The Peace Corps approaches safety and security as a partnership with you. This Welcome Book contains sections on: Living Conditions and Volunteer Lifestyle; Peace Corps Training; and Your Health Care and Safety. All of these sections include important safety and security information.
The Peace Corps makes every effort to give Volunteers the tools they need to function in the safest and most secure way possible, because working to maximize the safety and security of Volunteers is our highest priority. Not only do we provide you with training and tools to prepare for the unexpected, but we teach you to identify and manage the risks you may encounter.
Factors that Contribute to Volunteer Risk
There are several factors that can heighten a Volunteer’s risk, many of which are within the Volunteer’s control. Based on information gathered from incident reports worldwide in 2004, the following factors stand out as risk characteristics for assaults. Assaults consist of personal crimes committed against Volunteers, and do not include property crimes (such as vandalism or theft).

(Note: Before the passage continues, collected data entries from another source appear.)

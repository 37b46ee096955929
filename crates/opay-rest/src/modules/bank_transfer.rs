//! Transfers to bank accounts
//!
//! Also exposes the lookups needed before a bank transfer: which countries
//! and which banks the provider currently supports.

use crate::client::ConnectionClient;
use crate::error::RestResult;
use opay_types::{ApiResponse, Endpoint, Params};
use tracing::{debug, instrument};

/// Bank transfer endpoints
pub struct BankTransfer<'a> {
    client: &'a ConnectionClient,
}

impl<'a> BankTransfer<'a> {
    pub fn new(client: &'a ConnectionClient) -> Self {
        Self { client }
    }

    /// Send funds to an external bank account
    ///
    /// Typical parameters: `reference`, `amount`, `currency`, `country`,
    /// `receiver` (`name`, `bankCode`, `bankAccountNumber`), `reason`.
    #[instrument(skip(self, params))]
    pub async fn transfer(&self, params: &Params) -> RestResult<ApiResponse> {
        debug!("Transferring to bank");
        self.client.send(params, Endpoint::TransferToBank).await
    }

    /// Query a bank transfer by `reference` and/or `orderNo`
    #[instrument(skip(self, params))]
    pub async fn transfer_status(&self, params: &Params) -> RestResult<ApiResponse> {
        debug!("Querying bank transfer status");
        self.client.send(params, Endpoint::BankTransferStatus).await
    }

    /// Countries currently supported for transfers
    ///
    /// Usually called with empty parameters.
    #[instrument(skip(self, params))]
    pub async fn supported_countries(&self, params: &Params) -> RestResult<ApiResponse> {
        debug!("Listing supported countries");
        self.client.send(params, Endpoint::SupportedCountries).await
    }

    /// Banks currently supported for transfers, filtered by `countryCode`
    #[instrument(skip(self, params))]
    pub async fn supported_banks(&self, params: &Params) -> RestResult<ApiResponse> {
        debug!("Listing supported banks");
        self.client.send(params, Endpoint::SupportedBanks).await
    }
}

- Location: Most crimes occurred when Volunteers were in public areas (e.g., street, park, beach, public buildings). Specifically, 43 percent of assaults took place when Volunteers were away from their sites.
- Time of day: Assaults usually took place on the weekend during the evening between 5:00 p.m. and 2:00 a.m.— with most assaults occurring around 1:00 a.m.

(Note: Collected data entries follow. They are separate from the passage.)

//! Merchant credentials for the OPay API
//!
//! Implements the HMAC-SHA512 signing used by OPay's signed endpoints.
//!
//! # Security
//!
//! The secret key is stored using the `secrecy` crate which:
//! - Zeroizes memory on drop
//! - Prevents accidental logging via Debug impl
//! - Provides explicit access via `expose_secret()`

use hmac::{Hmac, Mac};
use opay_types::AuthScheme;
use secrecy::{ExposeSecret, SecretString};
use sha2::Sha512;
use tracing::trace;

use crate::error::{AuthError, AuthResult};

type HmacSha512 = Hmac<Sha512>;

const MERCHANT_ID_VAR: &str = "OPAY_MERCHANT_ID";
const PUBLIC_KEY_VAR: &str = "OPAY_PUBLIC_KEY";
const SECRET_KEY_VAR: &str = "OPAY_SECRET_KEY";

/// Merchant credentials for authenticated requests
///
/// The secret key is zeroized when the Credentials are dropped.
pub struct Credentials {
    /// Merchant identifier, sent as the `MerchantId` header
    merchant_id: String,
    /// Public key, used as bearer token on public-key endpoints
    public_key: String,
    /// Secret key for signing (zeroized on drop)
    secret_key: SecretString,
}

impl Credentials {
    /// Create new credentials
    ///
    /// # Arguments
    /// * `merchant_id` - Your OPay merchant ID
    /// * `public_key` - Your public key (e.g. "OPAYPUB...")
    /// * `secret_key` - Your secret key (e.g. "OPAYPRV...")
    ///
    /// # Returns
    /// Error if any of the three values is empty.
    pub fn new(
        merchant_id: impl Into<String>,
        public_key: impl Into<String>,
        secret_key: impl Into<String>,
    ) -> AuthResult<Self> {
        let merchant_id = merchant_id.into();
        let public_key = public_key.into();
        let secret_key = secret_key.into();

        if merchant_id.trim().is_empty() {
            return Err(AuthError::InvalidCredentials("merchant id is empty".to_string()));
        }
        if public_key.trim().is_empty() {
            return Err(AuthError::InvalidCredentials("public key is empty".to_string()));
        }
        if secret_key.is_empty() {
            return Err(AuthError::InvalidCredentials("secret key is empty".to_string()));
        }

        Ok(Self {
            merchant_id,
            public_key,
            secret_key: SecretString::from(secret_key),
        })
    }

    /// Create credentials from environment variables
    ///
    /// Reads `OPAY_MERCHANT_ID`, `OPAY_PUBLIC_KEY` and `OPAY_SECRET_KEY`.
    pub fn from_env() -> AuthResult<Self> {
        let merchant_id = read_var(MERCHANT_ID_VAR)?;
        let public_key = read_var(PUBLIC_KEY_VAR)?;
        let secret_key = read_var(SECRET_KEY_VAR)?;

        Self::new(merchant_id, public_key, secret_key)
    }

    pub fn merchant_id(&self) -> &str {
        &self.merchant_id
    }

    pub fn public_key(&self) -> &str {
        &self.public_key
    }

    /// Sign a payload
    ///
    /// OPay signature algorithm:
    /// 1. HMAC-SHA512(secret_key, payload)
    /// 2. Lowercase hex encode result
    ///
    /// `payload` is the exact bytes sent: the JSON body for POST, the query
    /// string for GET.
    pub fn sign(&self, payload: &str) -> String {
        let mut mac = HmacSha512::new_from_slice(self.secret_key.expose_secret().as_bytes())
            .expect("HMAC can take key of any size");
        mac.update(payload.as_bytes());
        hex::encode(mac.finalize().into_bytes())
    }

    /// Build the `Authorization` header value for a request
    pub fn authorization(&self, scheme: AuthScheme, payload: &str) -> String {
        trace!(?scheme, "Building authorization header");
        match scheme {
            AuthScheme::PublicKey => format!("Bearer {}", self.public_key),
            AuthScheme::Signature => format!("Bearer {}", self.sign(payload)),
        }
    }
}

fn read_var(name: &str) -> AuthResult<String> {
    std::env::var(name).map_err(|_| AuthError::EnvVarNotSet(name.to_string()))
}

impl Clone for Credentials {
    fn clone(&self) -> Self {
        Self {
            merchant_id: self.merchant_id.clone(),
            public_key: self.public_key.clone(),
            secret_key: SecretString::from(self.secret_key.expose_secret().to_string()),
        }
    }
}

impl std::fmt::Debug for Credentials {
    fn fmt(&self, f: &mut std::fmt::Formatter<'_>) -> std::fmt::Result {
        let public_prefix: String = self.public_key.chars().take(8).collect();
        f.debug_struct("Credentials")
            .field("merchant_id", &self.merchant_id)
            .field("public_key", &format!("{}...", public_prefix))
            .field("secret_key", &"[REDACTED]")
            .finish()
    }
}

#[cfg(test)]
mod tests {
    use super::*;

    fn creds() -> Credentials {
        Credentials::new("256612345678901", "OPAYPUB1234567890", "Jefe").unwrap()
    }

    #[test]
    fn test_sign_known_vector() {
        // RFC 4231 test case 2
        let signature = creds().sign("what do ya want for nothing?");
        assert_eq!(
            signature,
            "164b7a7bfcf819e2e395fbe73b56e0a387bd64222e831fd610270cd7ea250554\
             9758bf75c05a994a6d034f65f8f0e6fdcaeab1a34d4a6b4b636e070a38bce737"
        );
    }

    #[test]
    fn test_signature_is_lowercase_hex() {
        let signature = creds().sign(r#"{"amount":"500","reference":"TXN123"}"#);
        assert_eq!(signature.len(), 128);
        assert!(signature
            .chars()
            .all(|c| c.is_ascii_digit() || ('a'..='f').contains(&c)));
    }

    #[test]
    fn test_signing_consistency() {
        let creds = creds();
        let body = r#"{"reference":"TXN123"}"#;
        assert_eq!(creds.sign(body), creds.sign(body));
        assert_ne!(creds.sign(body), creds.sign(r#"{"reference":"TXN124"}"#));
    }

    #[test]
    fn test_authorization_schemes() {
        let creds = creds();
        assert_eq!(
            creds.authorization(AuthScheme::PublicKey, "ignored"),
            "Bearer OPAYPUB1234567890"
        );
        assert_eq!(
            creds.authorization(AuthScheme::Signature, "payload"),
            format!("Bearer {}", creds.sign("payload"))
        );
    }

    #[test]
    fn test_empty_values_rejected() {
        assert!(matches!(
            Credentials::new("", "pub", "secret"),
            Err(AuthError::InvalidCredentials(_))
        ));
        assert!(matches!(
            Credentials::new("merchant", " ", "secret"),
            Err(AuthError::InvalidCredentials(_))
        ));
        assert!(matches!(
            Credentials::new("merchant", "pub", ""),
            Err(AuthError::InvalidCredentials(_))
        ));
    }

    #[test]
    fn test_credentials_debug_redacts_secret() {
        let creds = Credentials::new("256612345678901", "OPAYPUB1234567890", "OPAYPRVsupersecret")
            .unwrap();
        let debug = format!("{:?}", creds);
        assert!(!debug.contains("OPAYPRVsupersecret"));
        assert!(!debug.contains("OPAYPUB1234567890"));
        assert!(debug.contains("[REDACTED]"));
        assert!(debug.contains("256612345678901"));
    }

    #[test]
    fn test_clone_signs_identically() {
        let creds = creds();
        let cloned = creds.clone();
        assert_eq!(creds.sign("x"), cloned.sign("x"));
        assert_eq!(cloned.merchant_id(), "256612345678901");
    }
}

- Absence of others: Assaults ususally occurred when the Volunteer was unaccompanied. In 82 percent of the sexual assaults the Volunteer was unaccompannied and in 55 percent of physical assaults the Volunteer was unaccompanied.

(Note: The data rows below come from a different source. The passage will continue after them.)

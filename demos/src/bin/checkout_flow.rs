//! Demo 1: Hosted Checkout Flow
//!
//! Showcases: checkout initialization, status polling, closing
//!
//! Run: OPAY_MERCHANT_ID=... OPAY_PUBLIC_KEY=... OPAY_SECRET_KEY=... \
//!      cargo run --bin checkout_flow

use colored::*;
use opay_rest::{ConnectionClient, Params};
use serde_json::json;
use std::time::{SystemTime, UNIX_EPOCH};

#[tokio::main]
async fn main() -> Result<(), Box<dyn std::error::Error>> {
    tracing_subscriber::fmt()
        .with_env_filter(tracing_subscriber::EnvFilter::from_default_env())
        .init();

    println!("{}", "═".repeat(70).cyan());
    println!("{}", "  HOSTED CHECKOUT".cyan().bold());
    println!("{}", "  OPay SDK Demo - Initialize, query and close".cyan());
    println!("{}", "═".repeat(70).cyan());
    println!();

    let client = ConnectionClient::from_env()?;
    println!("{} Using {}\n", "✓".green(), client.base_url());

    let reference = format!(
        "DEMO-{}",
        SystemTime::now().duration_since(UNIX_EPOCH)?.as_millis()
    );

    let params = Params::new()
        .with("reference", reference.as_str())
        .with("mchShortName", "Demo Shop")
        .with("productName", "Sneakers")
        .with("productDesc", "Red running shoes")
        .with("userPhone", "+2348000000000")
        .with("userRequestIp", "127.0.0.1")
        .with("amount", "50000")
        .with("currency", "NGN")
        .with("payTypes", json!(["BalancePayment", "BonusPayment"]))
        .with("payMethods", json!(["account", "qrcode"]))
        .with("callbackUrl", "https://example.com/callback")
        .with("returnUrl", "https://example.com/return")
        .with("expireAt", "10");

    let cashout = client.cashout();

    let initialized = cashout.initialize_transaction(&params).await?;
    print_step("initialize", &initialized);

    let lookup = Params::new().with("reference", reference.as_str());

    let status = cashout.transaction_status(&lookup).await?;
    print_step("status", &status);

    let closed = cashout.close_transaction(&lookup).await?;
    print_step("close", &closed);

    println!("\n{} Demo complete.", "✓".green());
    Ok(())
}

fn print_step(name: &str, response: &opay_rest::ApiResponse) {
    let marker = if response.is_success() {
        "✓".green()
    } else {
        "✗".red()
    };
    println!(
        "  {} {:<12} {} {}",
        marker,
        name.white().bold(),
        response.code().unwrap_or("-").yellow(),
        response.message().unwrap_or("").dimmed()
    );
    if let Some(data) = response.data() {
        println!("    {}", data.to_string().dimmed());
    }
}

- Relationship to assailant: In most assaults, the Volunteer did not know the assailant.
- Consumption of alcohol: Forty percent of all assaults involved alcohol consumption by Volunteers and/or assailants.
Summary Strategies to Reduce Risk
Before and during service, your training will address these areas of concern so that you can reduce the risks you face.
For example, here are some strategies Volunteers employ:
Strategies to reduce the risk/impact of theft:
- Know the environment and choose safe routes/times for travel
- Avoid high-crime areas per Peace Corps guidance
- Know the vocabulary to get help in an emergency
- Carry valuables in different pockets/places
- Carry a “dummy” wallet as a decoy Strategies to reduce the risk/impact of burglary:
- Live with a local family or on a family compound
- Put strong locks on doors and keep valuables in a lock box or trunk
- Leave irreplaceable objects at home in the U.S.
- Follow Peace Corps guidelines on maintaining home security Strategies to reduce the risk/impact of assault:
- Make local friends
- Make sure your appearance is respectful of local customs; don’t draw negative attention to yourself by wearing inappropriate clothing
- Get to know local officials, police, and neighbors
- Travel with someone whenever possible
- Avoid known high crime areas
- Limit alcohol consumption
Support from Staff
In March 2003, the Peace Corps created the Office of Safety and Security with its mission to “foster improved communication, coordination, oversight, and accountability of all Peace Corps’ safety and security efforts.” The new office is led by an Associate Director for Safety and Security who reports to the Peace Corps Director and includes the following divisions: Volunteer Safety and Overseas Security; Information and Personnel Security; Emergency Preparedness, Plans, Training and Exercise; and Crime Statistics and Analysis.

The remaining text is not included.